Cells of different types vary in size, by an order of magnitude -- around 10 micrometers in diameter to over 100 (compare a red blood cell and an ovum, for instance). Individual cells in their entirety can quite readily be "viewed" at quite low magnifications, including the 300X mentioned above, in an ordinary light microscope. An electron microscope is not required. It is, of course, all a matter of what level of cellular detail you would like to view. An example of detail that would necessitate using an electron microscope is the visualization of mitochondria inside the cell, or the details of the envelope surrounding the cell nucleus. The magnification at which you view something in the light microscope is the magnification of the ocular, or eyepiece, which may be something on the order of 10X, times the magnification of the objective lens, which will commonly be somewhere in the range of 10 - 100X. A total magnification of 300X would result, for example, from viewing a specimen using a 10X ocular and a 30X objective. Happy cloning.
 
You can "view", in the sense of differentiating individual cells, such as for counting them, at 100-200x. They are sort of dots on the slide at that level of magnification. At 1000x, you can see some structure.

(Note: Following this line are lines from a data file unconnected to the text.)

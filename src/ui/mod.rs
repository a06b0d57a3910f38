/// View helpers
///
/// - The tab header, masonry grid and sentinel row (grid.rs)
/// - The lightbox overlay (lightbox.rs)

pub mod grid;
pub mod lightbox;
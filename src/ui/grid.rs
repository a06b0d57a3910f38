/// Tabbed masonry grid
///
/// Header with the tab buttons, then the rendered prefix of the active tab
/// laid out in columns, then the sentinel row while more photos remain.
use iced::widget::{button, column, container, image, mouse_area, row, scrollable, text, Column, Row};
use iced::{Alignment, Background, Color, Element, Length, Theme};

use crate::state::cache::ImageCache;
use crate::state::columns::{column_count, estimate_height};
use crate::state::data::ImageRecord;
use crate::state::proximity::ScrollMetrics;
use crate::state::session::GallerySession;
use crate::Message;

/// Fixed height of the header card above the grid
pub const HEADER_HEIGHT: f32 = 220.0;
/// Outer padding of the grid
pub const PADDING: f32 = 16.0;
/// Gap between columns and between tiles
pub const SPACING: f32 = 16.0;

pub fn grid_id() -> scrollable::Id {
    scrollable::Id::new("gallery-grid")
}

/// Width of one column for a viewport `width`
pub fn column_width(width: f32, columns: usize) -> f32 {
    let columns = columns.max(1) as f32;
    ((width - PADDING * 2.0 - SPACING * (columns - 1.0)) / columns).max(1.0)
}

pub fn view<'a>(
    session: &'a GallerySession,
    cache: &'a ImageCache,
    title: &'a str,
    status: &'a str,
    width: f32,
) -> Element<'a, Message> {
    let columns = column_count(width);
    let tile_width = column_width(width, columns);

    let grid = Row::with_children(session.columns(columns).into_iter().map(move |records| {
        Column::with_children(records.into_iter().map(move |record| tile(session, record, cache, tile_width)))
            .spacing(SPACING)
            .width(Length::FillPortion(1))
            .into()
    }))
    .spacing(SPACING)
    .width(Length::Fill);

    let mut content = column![header(session, title, status), grid]
        .spacing(SPACING)
        .padding(PADDING)
        .width(Length::Fill);

    if session.has_sentinel() {
        content = content.push(sentinel(session));
    }

    scrollable(content)
        .id(grid_id())
        .width(Length::Fill)
        .height(Length::Fill)
        .on_scroll(|viewport| {
            Message::GridScrolled(ScrollMetrics {
                offset_y: viewport.absolute_offset().y,
                viewport_height: viewport.bounds().height,
                content_height: viewport.content_bounds().height,
            })
        })
        .into()
}

fn header<'a>(session: &'a GallerySession, title: &'a str, status: &'a str) -> Element<'a, Message> {
    let tabs = Row::with_children(session.collections().names().map(move |name| {
        let style: fn(&Theme, button::Status) -> button::Style = if session.active() == Some(name) {
            button::primary
        } else {
            button::secondary
        };
        mouse_area(
            button(text(name).size(14))
                .padding([8, 16])
                .style(style)
                .on_press(Message::SelectTab(name.to_string())),
        )
        .on_enter(Message::TabHovered(name.to_string()))
        .into()
    }))
    .spacing(8);

    let card = column![
        text(title).size(28),
        tabs,
        row![
            text(status).size(13),
            button(text("Reload").size(13))
                .style(button::text)
                .on_press(Message::Reload),
        ]
        .spacing(12)
        .align_y(Alignment::Center),
    ]
    .spacing(16)
    .align_x(Alignment::Center);

    container(card)
        .width(Length::Fill)
        .height(Length::Fixed(HEADER_HEIGHT))
        .center_x(Length::Fill)
        .align_y(iced::alignment::Vertical::Bottom)
        .padding(24)
        .style(|_theme: &Theme| container::Style {
            background: Some(Background::Color(Color::from_rgba(1.0, 1.0, 1.0, 0.08))),
            border: iced::Border {
                radius: 8.0.into(),
                ..Default::default()
            },
            ..Default::default()
        })
        .into()
}

fn tile<'a>(
    session: &GallerySession,
    record: &'a ImageRecord,
    cache: &'a ImageCache,
    tile_width: f32,
) -> Element<'a, Message> {
    let low_res = session.low_res_url(record);
    let content: Element<'a, Message> = match cache.best(&record.display_url, low_res.as_deref()) {
        Some(cached) => image(cached.handle.clone()).width(Length::Fill).into(),
        None => container(text(record.alt_text.as_str()).size(12))
            .width(Length::Fill)
            .height(Length::Fixed(estimate_height(record) * tile_width))
            .center_x(Length::Fill)
            .center_y(Length::Fixed(estimate_height(record) * tile_width))
            .style(|_theme: &Theme| container::Style {
                background: Some(Background::Color(Color::from_rgb(0.12, 0.12, 0.14))),
                ..Default::default()
            })
            .into(),
    };

    button(content)
        .padding(0)
        .style(button::text)
        .on_press(Message::OpenPhoto(record.id))
        .into()
}

fn sentinel(session: &GallerySession) -> Element<'_, Message> {
    let remaining = session.active_images().len() - session.visible_count();
    container(
        button(text(format!("Load more ({remaining} left)")).size(14))
            .padding([8, 16])
            .style(button::secondary)
            .on_press(Message::LoadMore(session.visible_count())),
    )
    .width(Length::Fill)
    .center_x(Length::Fill)
    .padding(24)
    .into()
}
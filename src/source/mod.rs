/// Collection sources
///
/// This module loads the tab/photo listing once per (re)load:
/// - JSON manifests from disk or over HTTP (manifest.rs)
/// - Folders of photo folders (folder.rs)

pub mod folder;
pub mod manifest;

use std::fmt;
use std::path::PathBuf;

use reqwest::Client;

use crate::error::Result;
use crate::net::fetch::{fetch_bytes, is_remote};
use crate::state::data::Collections;

/// Where the collections come from
#[derive(Debug, Clone, PartialEq, Eq)]
pub enum Origin {
    RemoteManifest(String),
    LocalManifest(PathBuf),
    Folder(PathBuf),
}

impl Origin {
    pub fn parse(source: &str) -> Self {
        if is_remote(source) {
            return Origin::RemoteManifest(source.to_string());
        }
        let path = PathBuf::from(source);
        if path.is_dir() {
            Origin::Folder(path)
        } else {
            Origin::LocalManifest(path)
        }
    }
}

impl fmt::Display for Origin {
    fn fmt(&self, f: &mut fmt::Formatter<'_>) -> fmt::Result {
        match self {
            Origin::RemoteManifest(url) => write!(f, "{url}"),
            Origin::LocalManifest(path) | Origin::Folder(path) => write!(f, "{}", path.display()),
        }
    }
}

/// Load every collection from `origin`
pub async fn load(client: Client, origin: Origin) -> Result<Collections> {
    let name = origin.to_string();
    let collections = match origin {
        Origin::RemoteManifest(url) => {
            let bytes = fetch_bytes(&client, &url).await?;
            manifest::parse(&String::from_utf8_lossy(&bytes), &name)?
        }
        Origin::LocalManifest(path) => {
            let json = tokio::fs::read_to_string(&path).await?;
            manifest::parse(&json, &name)?
        }
        Origin::Folder(path) => folder::load(path).await?,
    };

    log::info!(
        "📁 Loaded {} collections ({} photos) from {}",
        collections.len(),
        collections.total_images(),
        name
    );
    Ok(collections)
}

#[cfg(test)]
mod tests {
    use super::*;

    #[test]
    fn test_origin_parse() {
        let dir = tempfile::tempdir().unwrap();
        assert_eq!(
            Origin::parse("https://cms.example.com/photos.json"),
            Origin::RemoteManifest("https://cms.example.com/photos.json".to_string())
        );
        assert_eq!(Origin::parse(&dir.path().to_string_lossy()), Origin::Folder(dir.path().to_path_buf()));
        assert_eq!(
            Origin::parse("photos.json"),
            Origin::LocalManifest(PathBuf::from("photos.json"))
        );
    }

    #[tokio::test]
    async fn test_load_local_manifest() {
        let dir = tempfile::tempdir().unwrap();
        let path = dir.path().join("photos.json");
        std::fs::write(
            &path,
            r#"{ "collections": [ { "name": "Day 1", "items": [ { "media": { "url": "a.jpg" } } ] } ] }"#,
        )
        .unwrap();

        let collections = load(crate::net::fetch::client(), Origin::LocalManifest(path)).await.unwrap();
        assert_eq!(collections.len_of("Day 1"), 1);
    }
}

A typical biological microscope will have several lenses, often 10x, 20x, 40x and 100x and a 10x objective, giving 100x-1000x range in the same instrument.
 
Mark is spot-on. Most compound microscopes go from 40 or 100x to 1000x.

But what cells do you want to view? Buccal (cheek) cells for a high school science project? Blood, sperm, cells in mucus? Depending on the cell, you may need to do staining, or to use dark field or what is called phase contrast to be able to see anything, as most cells end up being transparent and nearly invisible without something to enhance contrast.

There is a Yahoo affinity group/forum at http://tech.groups.yahoo.com/group/Microscope/
The folks there are very helpful for these types of questions.

Good luck

Jim
 
Many Thanks folks, question answered.
Sadly, the host didn't survive, but I am taking over for him.

Sean2
That's too bad, my condolences.

So, Sean1 did tell you about the loan, right?
Just box up all his machines and tools, pay to ship them here and we'll call it even. Wouldn't want to take any advantage in times like this.